Foto: Pablo A. Mendivil
LUGARES QUE NO QUIERO COMPARTIR CON NADIE
Tardaba Elvira Lindo en escribir un libro sobre Nueva York. Su marido, Antonio Muñoz Molina, ya lo había hecho, el envolvente Ventanas de Manhattan, como también lo hicieron a principios del siglo 20 Lorca y Juan Ramón cuando esa pequeña isla era casi inalcanzable económicamente desde este lado del Atlántico. Ahora, siendo raro el que no la ha pisado o no baraja vuelos de bajo coste, la literatura de una de las ciudades más literarias carece de la ceguera que deja su primer flashazo. De tan accesible, la panadería cobra más importancia que la Estatua de la Libertad, un supermercado posee una gama cromática más amplia que los luminosos de Broadway y un pequeño y buen restaurante es mejor recuerdo que la infinitud de sus tejados. Lugares que no quiero compartir con nadie (Seix Barral) es ese texto sobre lo cotidiano en el que Elvira Lindo, entre otras cosas, conversa con desconocidos, los mira y desmenuza, pasea con su perra a orillas del Hudson, va a clases de tai chi, busca las mejores galletas y hamburguesas de la ciudad y, sobre todo, sale a comer, sale a comer muchas veces. La mesa, tan protagonista como ella, es ese lugar donde conversa e intima rodeada de parroquianos anónimos con amigos, esposo y familia. Más que un recorrido particular de sus rincones de la ciudad, podría ser ésta una guía gastronómica personal que despierta en el lector ganas de llenarse el buche, tal y como confirman declaraciones como “El consuelo de esta pareja siempre está en los restaurantes. O en los supermercados. El consuelo está en la comida”.

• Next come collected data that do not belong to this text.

//! Grocery list state: the item collection, the add/edit form, and the tab's
//! cursor and month selection.

use chrono::NaiveDate;

use mealplan_core::{
    group_by_category, CategoryGroup, GroceryCategory, GroceryDraft, GroceryItem, GroceryItemId,
    GrocerySummary, MonthLabel,
};

use crate::form::{non_blank, FormError};
use crate::month_selector::MonthSelector;

/// In-memory grocery items in insertion order
#[derive(Debug, Clone, Default)]
pub struct GroceryList {
    items: Vec<GroceryItem>,
    next_id: GroceryItemId,
}

impl GroceryList {
    pub fn new() -> Self {
        Self {
            items: Vec::new(),
            next_id: 1,
        }
    }

    /// List holding the starter item, dated `today`
    pub fn with_seed(today: NaiveDate) -> Self {
        let mut list = Self::new();
        list.add(
            GroceryDraft {
                name: "Apples".to_string(),
                quantity: "6".to_string(),
                price: Some("5.99".to_string()),
                category: GroceryCategory::Produce,
            },
            today,
        );
        list
    }

    pub fn items(&self) -> &[GroceryItem] {
        &self.items
    }

    pub fn len(&self) -> usize {
        self.items.len()
    }

    pub fn is_empty(&self) -> bool {
        self.items.is_empty()
    }

    pub fn get(&self, id: GroceryItemId) -> Option<&GroceryItem> {
        self.items.iter().find(|i| i.id == id)
    }

    pub fn find_by_name(&self, name: &str) -> Option<&GroceryItem> {
        self.items.iter().find(|i| i.name == name)
    }

    /// Append a new unchecked item dated `today`; returns its id
    pub fn add(&mut self, draft: GroceryDraft, today: NaiveDate) -> GroceryItemId {
        let id = self.next_id;
        self.next_id += 1;
        self.items.push(GroceryItem {
            id,
            name: draft.name,
            quantity: draft.quantity,
            price: draft.price,
            category: draft.category,
            is_checked: false,
            date: today,
        });
        id
    }

    /// Replace the editable fields of an item, keeping id, check state and date
    pub fn edit(&mut self, id: GroceryItemId, draft: GroceryDraft) -> bool {
        match self.items.iter_mut().find(|i| i.id == id) {
            Some(item) => {
                item.name = draft.name;
                item.quantity = draft.quantity;
                item.price = draft.price;
                item.category = draft.category;
                true
            }
            None => false,
        }
    }

    pub fn delete(&mut self, id: GroceryItemId) -> Option<GroceryItem> {
        let idx = self.items.iter().position(|i| i.id == id)?;
        Some(self.items.remove(idx))
    }

    /// Flip the checked state; returns the new state
    pub fn toggle(&mut self, id: GroceryItemId) -> Option<bool> {
        let item = self.items.iter_mut().find(|i| i.id == id)?;
        item.is_checked = !item.is_checked;
        Some(item.is_checked)
    }

    /// Items dated within `month`, in insertion order
    pub fn items_in_month(&self, month: MonthLabel) -> Vec<&GroceryItem> {
        self.items.iter().filter(|i| month.contains(i.date)).collect()
    }

    pub fn groups_for_month(&self, month: MonthLabel) -> Vec<CategoryGroup<'_>> {
        group_by_category(self.items_in_month(month))
    }

    pub fn summary_for_month(&self, month: MonthLabel) -> GrocerySummary {
        GrocerySummary::from_items(self.items_in_month(month))
    }

    pub fn summary(&self) -> GrocerySummary {
        GrocerySummary::from_items(&self.items)
    }
}

/// Field of the grocery form with keyboard focus
#[derive(Debug, Clone, Copy, PartialEq, Eq, Default)]
pub enum GroceryField {
    #[default]
    Name,
    Quantity,
    Price,
    Category,
}

impl GroceryField {
    pub fn next(self) -> Self {
        match self {
            GroceryField::Name => GroceryField::Quantity,
            GroceryField::Quantity => GroceryField::Price,
            GroceryField::Price => GroceryField::Category,
            GroceryField::Category => GroceryField::Name,
        }
    }

    pub fn prev(self) -> Self {
        match self {
            GroceryField::Name => GroceryField::Category,
            GroceryField::Quantity => GroceryField::Name,
            GroceryField::Price => GroceryField::Quantity,
            GroceryField::Category => GroceryField::Price,
        }
    }
}

/// Add/edit form for a grocery item
#[derive(Debug, Clone, Default, PartialEq)]
pub struct GroceryForm {
    /// Item being edited; `None` when adding
    pub editing: Option<GroceryItemId>,
    pub name: String,
    pub quantity: String,
    pub price: String,
    pub category: GroceryCategory,
    pub focus: GroceryField,
    pub error: Option<FormError>,
}

impl GroceryForm {
    pub fn for_new() -> Self {
        Self::default()
    }

    pub fn for_item(item: &GroceryItem) -> Self {
        Self {
            editing: Some(item.id),
            name: item.name.clone(),
            quantity: item.quantity.clone(),
            price: item.price.clone().unwrap_or_default(),
            category: item.category,
            focus: GroceryField::Name,
            error: None,
        }
    }

    pub fn title(&self) -> &'static str {
        if self.editing.is_some() {
            "Edit Item"
        } else {
            "Add Item"
        }
    }

    pub fn insert_char(&mut self, c: char) {
        if let Some(field) = self.focused_text_mut() {
            field.push(c);
            self.error = None;
        }
    }

    pub fn backspace(&mut self) {
        if let Some(field) = self.focused_text_mut() {
            field.pop();
        }
    }

    pub fn cycle_category(&mut self, forward: bool) {
        self.category = if forward {
            self.category.next()
        } else {
            self.category.prev()
        };
    }

    fn focused_text_mut(&mut self) -> Option<&mut String> {
        match self.focus {
            GroceryField::Name => Some(&mut self.name),
            GroceryField::Quantity => Some(&mut self.quantity),
            GroceryField::Price => Some(&mut self.price),
            GroceryField::Category => None,
        }
    }

    /// Validated draft; name and quantity are required
    pub fn to_draft(&self) -> Result<GroceryDraft, FormError> {
        let name = non_blank(&self.name).ok_or(FormError::MissingField("Name"))?;
        let quantity = non_blank(&self.quantity).ok_or(FormError::MissingField("Quantity"))?;
        Ok(GroceryDraft {
            name,
            quantity,
            price: non_blank(&self.price),
            category: self.category,
        })
    }
}

/// Everything the grocery tab owns
#[derive(Debug, Clone)]
pub struct GroceriesState {
    pub list: GroceryList,
    pub months: MonthSelector,
    /// Index into [`GroceriesState::visible_items`]
    pub cursor: usize,
    pub form: Option<GroceryForm>,
}

impl GroceriesState {
    pub fn new(today: NaiveDate, default_month: Option<MonthLabel>) -> Self {
        Self {
            list: GroceryList::with_seed(today),
            months: MonthSelector::new(today, default_month),
            cursor: 0,
            form: None,
        }
    }

    /// Items of the selected month in display order (grouped by category)
    pub fn visible_items(&self) -> Vec<&GroceryItem> {
        self.list
            .groups_for_month(self.months.selected())
            .into_iter()
            .flat_map(|g| g.items)
            .collect()
    }

    pub fn selected_item(&self) -> Option<&GroceryItem> {
        self.visible_items().get(self.cursor).copied()
    }

    pub fn move_cursor(&mut self, delta: isize) {
        let len = self.visible_items().len();
        self.cursor = if len == 0 {
            0
        } else {
            (self.cursor as isize + delta).clamp(0, len as isize - 1) as usize
        };
    }

    /// Keep the cursor on a real row after the list shrinks
    pub fn clamp_cursor(&mut self) {
        self.move_cursor(0);
    }
}

#[cfg(test)]
mod tests {
    use super::*;

    fn today() -> NaiveDate {
        NaiveDate::from_ymd_opt(2025, 4, 15).unwrap()
    }

    fn draft(name: &str, qty: &str, price: Option<&str>, cat: GroceryCategory) -> GroceryDraft {
        GroceryDraft {
            name: name.to_string(),
            quantity: qty.to_string(),
            price: price.map(str::to_string),
            category: cat,
        }
    }

    #[test]
    fn test_seed_item() {
        let list = GroceryList::with_seed(today());
        assert_eq!(list.len(), 1);
        let apples = &list.items()[0];
        assert_eq!(apples.id, 1);
        assert_eq!(apples.name, "Apples");
        assert_eq!(apples.detail_line("$"), "Qty: 6 • $5.99");
        assert_eq!(apples.date, today());
    }

    #[test]
    fn test_add_assigns_fresh_id_and_today() {
        let mut list = GroceryList::with_seed(today());
        let id = list.add(
            draft("Bananas", "3", Some("4.99"), GroceryCategory::Produce),
            today(),
        );
        assert_eq!(id, 2);
        let bananas = list.get(id).unwrap();
        assert!(!bananas.is_checked);
        assert_eq!(bananas.date, today());
        assert_eq!(bananas.detail_line("$"), "Qty: 3 • $4.99");
    }

    #[test]
    fn test_edit_preserves_identity_check_and_date() {
        let mut list = GroceryList::new();
        let id = list.add(draft("Milk", "1", None, GroceryCategory::Dairy), today());
        list.toggle(id);

        assert!(list.edit(
            id,
            draft("Oat milk", "2", Some("3.50"), GroceryCategory::Beverages)
        ));

        let item = list.get(id).unwrap();
        assert_eq!(item.name, "Oat milk");
        assert_eq!(item.category, GroceryCategory::Beverages);
        assert!(item.is_checked);
        assert_eq!(item.date, today());
        assert!(!list.edit(99, GroceryDraft::default()));
    }

    #[test]
    fn test_delete_removes_item() {
        let mut list = GroceryList::with_seed(today());
        let removed = list.delete(1).unwrap();
        assert_eq!(removed.name, "Apples");
        assert!(list.find_by_name("Apples").is_none());
        assert!(list.delete(1).is_none());
    }

    #[test]
    fn test_toggle_twice_is_identity() {
        let mut list = GroceryList::with_seed(today());
        assert_eq!(list.toggle(1), Some(true));
        assert_eq!(list.toggle(1), Some(false));
        assert!(!list.get(1).unwrap().is_checked);
        assert_eq!(list.toggle(42), None);
    }

    #[test]
    fn test_items_filtered_by_month() {
        let mut list = GroceryList::new();
        let april = today();
        let may = NaiveDate::from_ymd_opt(2025, 5, 2).unwrap();
        list.add(draft("Apples", "6", None, GroceryCategory::Produce), april);
        list.add(draft("Bread", "1", None, GroceryCategory::Pantry), may);

        let in_may = list.items_in_month("May 2025".parse().unwrap());
        assert_eq!(in_may.len(), 1);
        assert_eq!(in_may[0].name, "Bread");
        assert!(list
            .items_in_month("May 2024".parse().unwrap())
            .is_empty());
    }

    #[test]
    fn test_summary_total_is_sum_of_item_totals() {
        let mut list = GroceryList::with_seed(today());
        list.add(draft("Bananas", "3", Some("4.99"), GroceryCategory::Produce), today());
        list.add(draft("Chips", "two", Some("1.99"), GroceryCategory::Snacks), today());
        list.toggle(1);

        let summary = list.summary();
        let expected: f64 = list.items().iter().map(|i| i.item_total()).sum();
        assert_eq!(summary.total_price, expected);
        assert_eq!(summary.formatted_total(), "50.91");
        assert_eq!(summary.checked_items, 1);
        assert_eq!(summary.percent_complete, 33);
    }

    #[test]
    fn test_form_requires_name_and_quantity() {
        let mut form = GroceryForm::for_new();
        assert_eq!(form.to_draft(), Err(FormError::MissingField("Name")));

        form.name = "Eggs".into();
        assert_eq!(form.to_draft(), Err(FormError::MissingField("Quantity")));

        form.quantity = "12".into();
        let draft = form.to_draft().unwrap();
        assert_eq!(draft.price, None);
        assert_eq!(draft.category, GroceryCategory::Produce);
    }

    #[test]
    fn test_form_typing_targets_focused_field() {
        let mut form = GroceryForm::for_new();
        form.insert_char('E');
        form.focus = form.focus.next();
        form.insert_char('2');
        form.focus = form.focus.next();
        form.insert_char('1');
        form.backspace();
        form.focus = form.focus.next();
        form.insert_char('x');
        form.cycle_category(true);

        assert_eq!(form.name, "E");
        assert_eq!(form.quantity, "2");
        assert_eq!(form.price, "");
        assert_eq!(form.category, GroceryCategory::Dairy);
    }

    #[test]
    fn test_form_for_item_prefills() {
        let list = GroceryList::with_seed(today());
        let form = GroceryForm::for_item(&list.items()[0]);
        assert_eq!(form.editing, Some(1));
        assert_eq!(form.price, "5.99");
        assert_eq!(form.title(), "Edit Item");
    }

    #[test]
    fn test_visible_items_follow_selected_month() {
        let mut state = GroceriesState::new(today(), None);
        assert_eq!(state.visible_items().len(), 1);

        state.months.select("May 2025".parse().unwrap());
        assert!(state.visible_items().is_empty());
        state.move_cursor(1);
        assert_eq!(state.cursor, 0);
    }
}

Y, sin embargo, Nueva York, de la que tienen un concepto cristalino hasta los que nunca la pisarán, resulta realmente una excusa para hablar de otros asuntos más íntimos: el día a día del escritor, lo prosaico de una vida tan excitante en el escaparate, los amigos, los hijos, el compañero vital y las pasiones lectoras. Este Nueva York podría ser Buenos Aires si Lindo viviera más abajo. O Londres o Berlín o Albacete o Bruselas. Podría transcurrir en Madrid de haber querido escribir sobre su otro semestre mesetario. Sus lugares no están en ese islote con la inaudita capacidad de provocar vértigo al revés por más juguetón que sea el título, sino en ella. Es un libro para los que rebuscan un pellizco de su intimidad en sus artículos, Elvira Lindo al cien por cien desde su portada; con un equilibrio entre aquellos brillantes Tintos de Verano y la melancolía de su anterior novela, Lo que me queda por vivir, que tiene lo más interesante en esa habilidad para las situaciones tronchantes (la caída al salir del ascensor y el miedo del ascensorista a que lo denuncie) y en los comentarios literarios, orgánicos y certeros pero tan alejados de la estrechez de la crítica, sobre Capote, Twain, Salinger, Tóibín… También es una lectura impúdica. La autoficción, la autobiografía y el diario (¿qué más da lo que esto sea cuando nos inventamos la mitad de lo que somos?) reclaman sus dosis de vulnerabilidad y Lindo detalla sus visitas a un psiquiatra en Queens tras una recién diagnosticada ansiedad crónica. Un juego osado, especialmente cuando se desgranan impresiones tan subjetivas, el de exponerse al juicio del lector sin los parapetos de la ficción.